━━━━━ Dataset excerpts

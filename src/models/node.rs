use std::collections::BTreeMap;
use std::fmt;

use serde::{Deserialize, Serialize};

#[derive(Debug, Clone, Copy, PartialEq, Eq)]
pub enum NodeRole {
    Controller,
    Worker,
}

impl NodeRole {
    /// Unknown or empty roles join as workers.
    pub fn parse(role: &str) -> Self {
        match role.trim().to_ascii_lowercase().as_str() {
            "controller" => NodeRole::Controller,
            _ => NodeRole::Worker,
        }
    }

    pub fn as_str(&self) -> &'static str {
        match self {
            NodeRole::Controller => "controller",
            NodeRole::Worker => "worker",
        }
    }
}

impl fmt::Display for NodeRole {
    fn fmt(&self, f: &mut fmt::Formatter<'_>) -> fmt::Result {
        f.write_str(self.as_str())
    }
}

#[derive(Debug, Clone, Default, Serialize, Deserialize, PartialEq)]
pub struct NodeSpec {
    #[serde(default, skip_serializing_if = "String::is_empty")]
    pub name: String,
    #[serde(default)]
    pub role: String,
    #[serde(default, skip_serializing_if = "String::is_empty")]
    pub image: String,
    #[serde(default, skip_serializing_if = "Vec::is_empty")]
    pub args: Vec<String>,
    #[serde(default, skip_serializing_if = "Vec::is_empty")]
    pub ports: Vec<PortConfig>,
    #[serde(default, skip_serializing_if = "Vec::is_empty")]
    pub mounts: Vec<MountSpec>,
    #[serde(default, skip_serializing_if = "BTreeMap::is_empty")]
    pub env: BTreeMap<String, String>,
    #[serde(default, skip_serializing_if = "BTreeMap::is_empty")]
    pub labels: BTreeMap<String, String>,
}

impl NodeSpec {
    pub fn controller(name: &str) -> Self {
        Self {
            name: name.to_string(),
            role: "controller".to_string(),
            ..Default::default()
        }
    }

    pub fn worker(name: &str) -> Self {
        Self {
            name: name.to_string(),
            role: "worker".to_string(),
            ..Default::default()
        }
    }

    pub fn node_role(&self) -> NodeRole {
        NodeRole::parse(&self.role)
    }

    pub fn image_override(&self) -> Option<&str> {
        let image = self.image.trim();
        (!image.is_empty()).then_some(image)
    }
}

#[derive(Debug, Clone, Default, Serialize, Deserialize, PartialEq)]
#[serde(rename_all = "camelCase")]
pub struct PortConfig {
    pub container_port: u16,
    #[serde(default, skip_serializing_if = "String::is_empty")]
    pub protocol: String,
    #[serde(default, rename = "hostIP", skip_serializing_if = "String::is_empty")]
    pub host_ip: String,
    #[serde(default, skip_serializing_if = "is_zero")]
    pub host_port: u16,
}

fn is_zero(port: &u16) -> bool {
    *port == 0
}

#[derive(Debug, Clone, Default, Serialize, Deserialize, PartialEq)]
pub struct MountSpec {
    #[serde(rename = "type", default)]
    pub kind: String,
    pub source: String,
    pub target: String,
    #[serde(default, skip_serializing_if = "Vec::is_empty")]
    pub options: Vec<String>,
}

━━━━━━━━━━

Type the records again in full, matching them exactly.

filename src/models/node.rs
use std::collections::BTreeMap;
use std::fmt;

use serde::{Deserialize, Serialize};

#[derive(Debug, Clone, Copy, PartialEq, Eq)]
pub enum NodeRole {
    Controller,
    Worker,
}

impl NodeRole {
    /// Unknown or empty roles join as workers.
    pub fn parse(role: &str) -> Self {
        match role.trim().to_ascii_lowercase().as_str() {
            "controller" => NodeRole::Controller,
            _ => NodeRole::Worker,
        }
    }

    pub fn as_str(&self) -> &'static str {
        match self {
            NodeRole::Controller => "controller",
            NodeRole::Worker => "worker",
        }
    }
}

impl fmt::Display for NodeRole {
    fn fmt(&self, f: &mut fmt::Formatter<'_>) -> fmt::Result {
        f.write_str(self.as_str())
    }
}

#[derive(Debug, Clone, Default, Serialize, Deserialize, PartialEq)]
pub struct NodeSpec {
    #[serde(default, skip_serializing_if = "String::is_empty")]
    pub name: String,
    #[serde(default)]
    pub role: String,
    #[serde(default, skip_serializing_if = "String::is_empty")]
    pub image: String,
    #[serde(default, skip_serializing_if = "Vec::is_empty")]
    pub args: Vec<String>,
    #[serde(default, skip_serializing_if = "Vec::is_empty")]
    pub ports: Vec<PortConfig>,
    #[serde(default, skip_serializing_if = "Vec::is_empty")]
    pub mounts: Vec<MountSpec>,
    #[serde(default, skip_serializing_if = "BTreeMap::is_empty")]
    pub env: BTreeMap<String, String>,
    #[serde(default, skip_serializing_if = "BTreeMap::is_empty")]
    pub labels: BTreeMap<String, String>,
}

impl NodeSpec {
    pub fn controller(name: &str) -> Self {
        Self {
            name: name.to_string(),
            role: "controller".to_string(),
            ..Default::default()
        }
    }

    pub fn worker(name: &str) -> Self {
        Self {
            name: name.to_string(),
            role: "worker".to_string(),
            ..Default::default()
        }
    }

    pub fn node_role(&self) -> NodeRole {
        NodeRole::parse(&self.role)
    }

    pub fn image_override(&self) -> Option<&str> {
        let image = self.image.trim();
        (!image.is_empty()).then_some(image)
    }
}

#[derive(Debug, Clone, Default, Serialize, Deserialize, PartialEq)]
#[serde(rename_all = "camelCase")]
pub struct PortConfig {
    pub container_port: u16,
    #[serde(default, skip_serializing_if = "String::is_empty")]
    pub protocol: String,
    #[serde(default, rename = "hostIP", skip_serializing_if = "String::is_empty")]
    pub host_ip: String,
    #[serde(default, skip_serializing_if = "is_zero")]
    pub host_port: u16,
}

fn is_zero(port: &u16) -> bool {
    *port == 0
}

#[derive(Debug, Clone, Default, Serialize, Deserialize, PartialEq)]
pub struct MountSpec {
    #[serde(rename = "type", default)]
    pub kind: String,
    pub source: String,
    pub target: String,
    #[serde(default, skip_serializing_if = "Vec::is_empty")]
    pub options: Vec<String>,
}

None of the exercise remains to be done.